What are the risks of having an epidural? Are their any side effects?
An epidural is a very safe procedure, but as with all medical intervention, it does carry some risks.
In spite of what you may have read before, the risk of paralysis is incredible low, as the epidural is inserted well away from the spinal cord. The spinal cord ends about halfway down a mother’s back and from there the nerves hang loose, floating in spinal fluid. The epidural is inserted right at the base of her back, well away from the spinal cord.

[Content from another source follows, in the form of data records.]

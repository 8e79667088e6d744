//! # Storage Error Types
//!
//! Error types for device key-value storage operations.
//!
//! ## Error Flow
//! ```text
//! ┌─────────────────────────────────────────────────────────────────────────┐
//! │                    Error Propagation                                    │
//! │                                                                         │
//! │  I/O or JSON error (std::io::Error / serde_json::Error)                │
//! │       │                                                                 │
//! │       ▼                                                                 │
//! │  StorageError (this module)                                            │
//! │       │                                                                 │
//! │       ├── explicit save()/load() callers see it as a Result            │
//! │       │                                                                 │
//! │       └── fire-and-forget persistence logs it and moves on;            │
//! │           in-memory state stays authoritative either way                │
//! └─────────────────────────────────────────────────────────────────────────┘
//! ```

use thiserror::Error;

/// Device storage operation errors.
#[derive(Debug, Error)]
pub enum StorageError {
    /// Underlying file I/O failed.
    ///
    /// ## When This Occurs
    /// - Data directory cannot be created
    /// - Disk full, permissions issue
    #[error("storage I/O failed: {0}")]
    Io(#[from] std::io::Error),

    /// Persisted value is not the JSON we expect.
    ///
    /// ## When This Occurs
    /// - A partial write from a crash left truncated JSON
    /// - An older app version wrote an incompatible shape
    #[error("storage payload is not valid JSON: {0}")]
    Json(#[from] serde_json::Error),
}

/// Convenience type alias for Results with StorageError.
pub type StorageResult<T> = Result<T, StorageError>;
//! # Domain Types
//!
//! Core domain types used throughout Dukaan.
//!
//! ## Type Hierarchy
//! ```text
//! ┌─────────────────────────────────────────────────────────────────────────┐
//! │                         Domain Types                                    │
//! │                                                                         │
//! │  ┌─────────────────┐   ┌─────────────────┐   ┌─────────────────┐       │
//! │  │    Product      │   │    CartItem     │   │     Order       │       │
//! │  │  ─────────────  │   │  ─────────────  │   │  ─────────────  │       │
//! │  │  id (UUID)      │   │  id = product   │   │  id (UUID)      │       │
//! │  │  name/category  │   │  price (f64)    │   │  order_number   │       │
//! │  │  price (String) │   │  quantity       │   │  total, status  │       │
//! │  └─────────────────┘   └─────────────────┘   └─────────────────┘       │
//! │                                                                         │
//! │  Product.price is the shopkeeper's display string ("120.50");          │
//! │  CartItem freezes it to a numeric unit price at add-to-cart time.      │
//! └─────────────────────────────────────────────────────────────────────────┘
//! ```
//!
//! ## Snapshot Discipline
//! A cart line freezes the product's name, price, and image when it is added;
//! an order freezes the whole cart when it is created. Nothing downstream of
//! a snapshot is recomputed when the source changes.

use serde::{Deserialize, Serialize};
use uuid::Uuid;

// =============================================================================
// Product
// =============================================================================

/// A product submitted by the shopkeeper.
///
/// ## Dedupe Invariant
/// No two products in a catalog may share the same case-insensitive
/// `(name, category)` pair. The normalized key comes from [`Product::dedupe_key`]
/// and the catalog store enforces the invariant on add and update.
#[derive(Debug, Clone, Serialize, Deserialize, PartialEq)]
#[serde(rename_all = "camelCase")]
pub struct Product {
    /// Unique identifier (UUID v4), assigned by the catalog store.
    pub id: String,

    /// Display name shown to customers.
    pub name: String,

    /// Free-text description.
    pub description: String,

    /// Price as entered by the shopkeeper (display string, e.g. "120.50").
    pub price: String,

    /// Top-level category (e.g. "Grocery").
    pub category: String,

    /// Sub-category within the category (e.g. "Rice").
    pub sub_category: String,

    /// Pack quantity / unit label as entered (e.g. "1 kg", "500 ml").
    pub quantity: String,

    /// Optional image URI.
    pub image: Option<String>,
}

impl Product {
    /// Returns the normalized `(name, category)` pair used for duplicate
    /// detection: trimmed and lowercased.
    pub fn dedupe_key(&self) -> (String, String) {
        normalize_dedupe_key(&self.name, &self.category)
    }

    /// Parses the display price into a numeric unit price.
    ///
    /// Unparseable input yields `0.0`, matching the forgiving coercion the
    /// storefront screens rely on for legacy rows.
    pub fn unit_price(&self) -> f64 {
        self.price.trim().parse().unwrap_or(0.0)
    }
}

/// Normalizes a `(name, category)` pair for case-insensitive comparison.
pub fn normalize_dedupe_key(name: &str, category: &str) -> (String, String) {
    (
        name.trim().to_lowercase(),
        category.trim().to_lowercase(),
    )
}

// =============================================================================
// New Product
// =============================================================================

/// Input for creating a product: everything except the store-assigned `id`.
#[derive(Debug, Clone, Serialize, Deserialize)]
#[serde(rename_all = "camelCase")]
pub struct NewProduct {
    pub name: String,
    pub description: String,
    pub price: String,
    pub category: String,
    pub sub_category: String,
    pub quantity: String,
    pub image: Option<String>,
}

impl NewProduct {
    /// Materializes the product with a freshly generated UUID.
    pub fn into_product(self) -> Product {
        Product {
            id: Uuid::new_v4().to_string(),
            name: self.name,
            description: self.description,
            price: self.price,
            category: self.category,
            sub_category: self.sub_category,
            quantity: self.quantity,
            image: self.image,
        }
    }
}

// =============================================================================
// Product Patch
// =============================================================================

/// Per-field merge patch for product updates.
///
/// `None` leaves the field untouched. For `image`, `Some(None)` clears the
/// image while `Some(Some(uri))` replaces it.
#[derive(Debug, Clone, Default, Serialize, Deserialize)]
#[serde(rename_all = "camelCase")]
pub struct ProductPatch {
    pub name: Option<String>,
    pub description: Option<String>,
    pub price: Option<String>,
    pub category: Option<String>,
    pub sub_category: Option<String>,
    pub quantity: Option<String>,
    pub image: Option<Option<String>>,
}

impl ProductPatch {
    /// Applies the patch to a product in place.
    pub fn apply_to(&self, product: &mut Product) {
        if let Some(name) = &self.name {
            product.name = name.clone();
        }
        if let Some(description) = &self.description {
            product.description = description.clone();
        }
        if let Some(price) = &self.price {
            product.price = price.clone();
        }
        if let Some(category) = &self.category {
            product.category = category.clone();
        }
        if let Some(sub_category) = &self.sub_category {
            product.sub_category = sub_category.clone();
        }
        if let Some(quantity) = &self.quantity {
            product.quantity = quantity.clone();
        }
        if let Some(image) = &self.image {
            product.image = image.clone();
        }
    }

    /// Returns the `(name, category)` pair the product would have after the
    /// patch is applied. Used for the duplicate re-check on update.
    pub fn patched_dedupe_key(&self, current: &Product) -> (String, String) {
        let name = self.name.as_deref().unwrap_or(&current.name);
        let category = self.category.as_deref().unwrap_or(&current.category);
        normalize_dedupe_key(name, category)
    }
}

// =============================================================================
// Cart Item
// =============================================================================

/// A line item in the shopping cart.
///
/// ## Design Notes
/// - `id` matches the source product's id; the cart merges lines on it
/// - `price` is numeric and frozen at add-to-cart time
/// - `unit` carries the product's pack-quantity label for display
#[derive(Debug, Clone, Serialize, Deserialize, PartialEq)]
#[serde(rename_all = "camelCase")]
pub struct CartItem {
    /// Source product ID.
    pub id: String,

    /// Product name at time of adding (frozen).
    pub name: String,

    /// Unit price at time of adding (frozen).
    pub price: f64,

    /// Image URI at time of adding (empty string when the product has none).
    pub image: String,

    /// Quantity in cart. Always >= 1 while the line exists; the cart removes
    /// a line rather than storing it at zero.
    pub quantity: i64,

    /// Unit label shown next to the quantity (e.g. "1 kg").
    pub unit: String,
}

impl CartItem {
    /// Creates a cart line from a product and quantity.
    ///
    /// ## Price Freezing
    /// The numeric price is captured at this moment. If the shopkeeper later
    /// edits the product, lines already in the cart keep the original price.
    pub fn from_product(product: &Product, quantity: i64) -> Self {
        CartItem {
            id: product.id.clone(),
            name: product.name.clone(),
            price: product.unit_price(),
            image: product.image.clone().unwrap_or_default(),
            quantity,
            unit: product.quantity.clone(),
        }
    }

    /// Line total: unit price × quantity.
    pub fn line_total(&self) -> f64 {
        self.price * self.quantity as f64
    }
}

// =============================================================================
// Order Status
// =============================================================================

/// The status of an order.
///
/// Every order is created as `Requested`. `Delivered` and `Cancelled` are
/// terminal. No code path in this core transitions an order's status; if the
/// shopkeeper console grows a fulfilment flow it will own that transition.
#[derive(Debug, Clone, Copy, PartialEq, Eq, Default, Serialize, Deserialize)]
#[serde(rename_all = "lowercase")]
pub enum OrderStatus {
    /// Order has been placed and awaits the shopkeeper.
    #[default]
    Requested,
    /// Order was fulfilled. Terminal.
    Delivered,
    /// Order was cancelled. Terminal.
    Cancelled,
}

impl OrderStatus {
    /// Returns true for states no order leaves.
    pub fn is_terminal(&self) -> bool {
        matches!(self, OrderStatus::Delivered | OrderStatus::Cancelled)
    }
}

// =============================================================================
// Order
// =============================================================================

/// A frozen snapshot of a cart at checkout time.
///
/// ## Invariants
/// - `total` equals the sum of `price × quantity` over `items` at creation;
///   it is never recomputed afterwards
/// - `items` is a deep copy of the cart lines, immune to later cart edits
#[derive(Debug, Clone, Serialize, Deserialize)]
#[serde(rename_all = "camelCase")]
pub struct Order {
    /// Unique identifier (UUID v4).
    pub id: String,

    /// Human-readable order number (e.g. "ORD-483920").
    pub order_number: String,

    /// Order date, `YYYY-MM-DD`.
    pub date: String,

    /// Grand total frozen at creation.
    pub total: f64,

    /// Current status. Set once at creation; see [`OrderStatus`].
    pub status: OrderStatus,

    /// Deep-copied cart lines.
    pub items: Vec<CartItem>,
}

impl Order {
    /// Total quantity across all lines.
    pub fn total_quantity(&self) -> i64 {
        self.items.iter().map(|i| i.quantity).sum()
    }
}

// =============================================================================
// Unit Tests
// =============================================================================

#[cfg(test)]
mod tests {
    use super::*;

    fn product(name: &str, category: &str, price: &str) -> Product {
        Product {
            id: Uuid::new_v4().to_string(),
            name: name.to_string(),
            description: String::new(),
            price: price.to_string(),
            category: category.to_string(),
            sub_category: String::new(),
            quantity: "1 kg".to_string(),
            image: None,
        }
    }

    #[test]
    fn test_dedupe_key_is_case_insensitive() {
        let a = product("Basmati Rice", "Grocery", "250");
        let b = product("  basmati RICE ", "GROCERY", "300");
        assert_eq!(a.dedupe_key(), b.dedupe_key());
    }

    #[test]
    fn test_unit_price_parses_display_string() {
        assert_eq!(product("x", "y", "120.50").unit_price(), 120.5);
        assert_eq!(product("x", "y", " 99 ").unit_price(), 99.0);
        assert_eq!(product("x", "y", "free").unit_price(), 0.0);
    }

    #[test]
    fn test_patch_applies_only_set_fields() {
        let mut p = product("Milk", "Dairy", "80");
        let patch = ProductPatch {
            price: Some("85".to_string()),
            ..Default::default()
        };
        patch.apply_to(&mut p);
        assert_eq!(p.price, "85");
        assert_eq!(p.name, "Milk");
    }

    #[test]
    fn test_patch_clears_image_with_inner_none() {
        let mut p = product("Milk", "Dairy", "80");
        p.image = Some("file://milk.png".to_string());
        let patch = ProductPatch {
            image: Some(None),
            ..Default::default()
        };
        patch.apply_to(&mut p);
        assert_eq!(p.image, None);
    }

    #[test]
    fn test_patched_dedupe_key_uses_current_for_unset_fields() {
        let p = product("Milk", "Dairy", "80");
        let patch = ProductPatch {
            name: Some("Whole Milk".to_string()),
            ..Default::default()
        };
        assert_eq!(
            patch.patched_dedupe_key(&p),
            ("whole milk".to_string(), "dairy".to_string())
        );
    }

    #[test]
    fn test_cart_item_freezes_product_data() {
        let mut p = product("Milk", "Dairy", "80");
        let line = CartItem::from_product(&p, 2);
        p.price = "999".to_string();

        assert_eq!(line.price, 80.0);
        assert_eq!(line.line_total(), 160.0);
        assert_eq!(line.unit, "1 kg");
    }

    #[test]
    fn test_order_status_terminality() {
        assert!(!OrderStatus::Requested.is_terminal());
        assert!(OrderStatus::Delivered.is_terminal());
        assert!(OrderStatus::Cancelled.is_terminal());
        assert_eq!(OrderStatus::default(), OrderStatus::Requested);
    }

    #[test]
    fn test_order_status_serde_lowercase() {
        let json = serde_json::to_string(&OrderStatus::Requested).unwrap();
        assert_eq!(json, "\"requested\"");
        let back: OrderStatus = serde_json::from_str("\"cancelled\"").unwrap();
        assert_eq!(back, OrderStatus::Cancelled);
    }
}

A more common side effect is a postural headache. This is a pesky headache, lasting only when you stand and disappearing when you lie down. It’s caused when the needle punctures the dura, which drops the pressure in the fluid around the brain and spinal cord. This happens in about one per cent of epidurals, and will usually heal by itself but can take a few weeks.
A postural headache can also be fixed if the anaesthetist takes a bit of mum’s blood and makes a little patch over the puncture. It’s not pleasant but it is an uncomplicated, outpatient procedure and usually resolves the headache swiftly.
Another risk is that the epidural will only working on one side. The medicine can trickle down one side of the spine and mean only one side of your body is anaesthetised. If this happens, the doctor will simply repeat the procedure.
The side effects of the actual medication are pretty minimal. Some women say they experience itchy legs, and some get a bit shaky. Both of which are much easier to tolerate than contractions!
What’s the downside of an epidural?
Probably the biggest downside is that having an epidural medicalises your labour. If your labour has been “midwife-led”, you will now be reviewed regularly by doctors.
You would also need to transfer to the labour ward, where you and your baby will be monitored more closely, as you can’t have an epidural at a birth centre.
The medical team will use continuous monitoring, where they attach two disks to your tummy to monitor your contractions and the baby’s heart rate. You’ll probably have a cannula in your arm through which they can give you fluids if your blood pressure drops, plus a blood pressure monitor.
Because the nerves in the lower part of the body are numbed, they will usually put a catheter in your bladder, too. A lot of women hate the idea of this, but it’s only put in once the epidural is working, so you can’t feel it – in fact, it’s often a relief not to be peeing constantly!
Why doesn’t everyone have an epidural?
The majority of women in the UK give birth without an epidural, not because they don’t have access to one, but because they don’t need it. And no one should have pain relief unless they need it. But whether or not you have an epidural has no bearing on how healthy your child will be or how good a mother you will be.
Are epidurals safe for your baby?
It’s safe for the baby and for the mother, so our advice at The Bump Class is to embrace labour with an open mind, confident in the knowledge that effective pain relief, if you need it, is available.
Is it ever too late to have one?
Unless by the time the epidural is in and working, your baby is born, it is never too late to have an epidural.